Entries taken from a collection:
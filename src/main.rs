//! `reelsmith` CLI - generate short vertical videos from a script

mod cmd;

use std::path::PathBuf;

use anyhow::Result;
use clap::{Args, Parser, Subcommand};
use tracing_subscriber::EnvFilter;

use reelsmith::Config;

#[derive(Parser)]
#[command(name = "reelsmith")]
#[command(about = "Narrated, captioned vertical videos from a text script")]
#[command(version)]
struct Cli {
    /// Config file (default: ~/.config/reelsmith/config.toml)
    #[arg(short, long, global = true)]
    config: Option<PathBuf>,

    /// Debug logging
    #[arg(short, long, global = true)]
    verbose: bool,

    #[command(subcommand)]
    command: Commands,
}

#[derive(Subcommand)]
enum Commands {
    /// Generate a video and wait for it to finish
    Generate(GenerateArgs),

    /// Compile a caption file from word timings
    Captions {
        /// JSON array of {word, start, end}
        #[arg(short, long)]
        timings: PathBuf,

        /// Script text file
        #[arg(short, long)]
        script: PathBuf,

        /// Narration length in seconds (default: end of last timing)
        #[arg(short, long)]
        duration: Option<f64>,

        /// Output .ass file
        #[arg(short, long)]
        output: PathBuf,
    },

    /// Show a stored job
    Status {
        job_id: String,

        /// Print the raw JSON record
        #[arg(long)]
        json: bool,
    },

    /// Check that external tools are installed
    Check,
}

#[derive(Args)]
pub struct GenerateArgs {
    /// Script text file
    #[arg(short, long)]
    pub script: PathBuf,

    /// Topic label stored with the job
    #[arg(long, default_value = "")]
    pub topic: String,

    /// Background music file
    #[arg(short, long)]
    pub music: Option<PathBuf>,

    /// Footage search query
    #[arg(short, long)]
    pub query: Option<String>,

    /// Narration speed multiplier
    #[arg(long, default_value = "1.0")]
    pub speed: f64,

    #[arg(long, default_value = "0.7")]
    pub stability: f32,

    #[arg(long, default_value = "0.75")]
    pub similarity: f32,

    #[arg(long, default_value = "0.5")]
    pub style: f32,

    #[arg(long)]
    pub no_speaker_boost: bool,

    /// Use this job id instead of a random one
    #[arg(long)]
    pub job_id: Option<String>,

    /// Print the final record as JSON
    #[arg(long)]
    pub json: bool,
}

fn init_logging(verbose: bool) {
    let default = if verbose { "debug" } else { "info" };
    let filter = EnvFilter::try_from_default_env().unwrap_or_else(|_| EnvFilter::new(default));

    tracing_subscriber::fmt()
        .with_env_filter(filter)
        .with_target(false)
        .with_writer(std::io::stderr)
        .compact()
        .init();
}

#[tokio::main]
async fn main() -> Result<()> {
    let cli = Cli::parse();
    init_logging(cli.verbose);

    let config = Config::load(cli.config.as_deref())?;

    match cli.command {
        Commands::Generate(args) => {
            cmd::generate::cmd_generate(&config, args).await?;
        }
        Commands::Captions {
            timings,
            script,
            duration,
            output,
        } => {
            cmd::captions::cmd_captions(&config, &timings, &script, duration, &output).await?;
        }
        Commands::Status { job_id, json } => {
            cmd::status::cmd_status(&config, &job_id, json).await?;
        }
        Commands::Check => {
            cmd::check::cmd_check(&config).await?;
        }
    }

    Ok(())
}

» **WHAT TO WORK ON**: Only this range is to be output: the line that contains "cmd::status::cmd_status(&config, &job_id, json).await?;" through the last line of the records above, both inclusive.

» **YOUR SOLUTION**:
            cmd::status::cmd_status(&config, &job_id, json).await?;
        }
        Commands::Check => {
            cmd::check::cmd_check(&config).await?;
        }
    }

    Ok(())
}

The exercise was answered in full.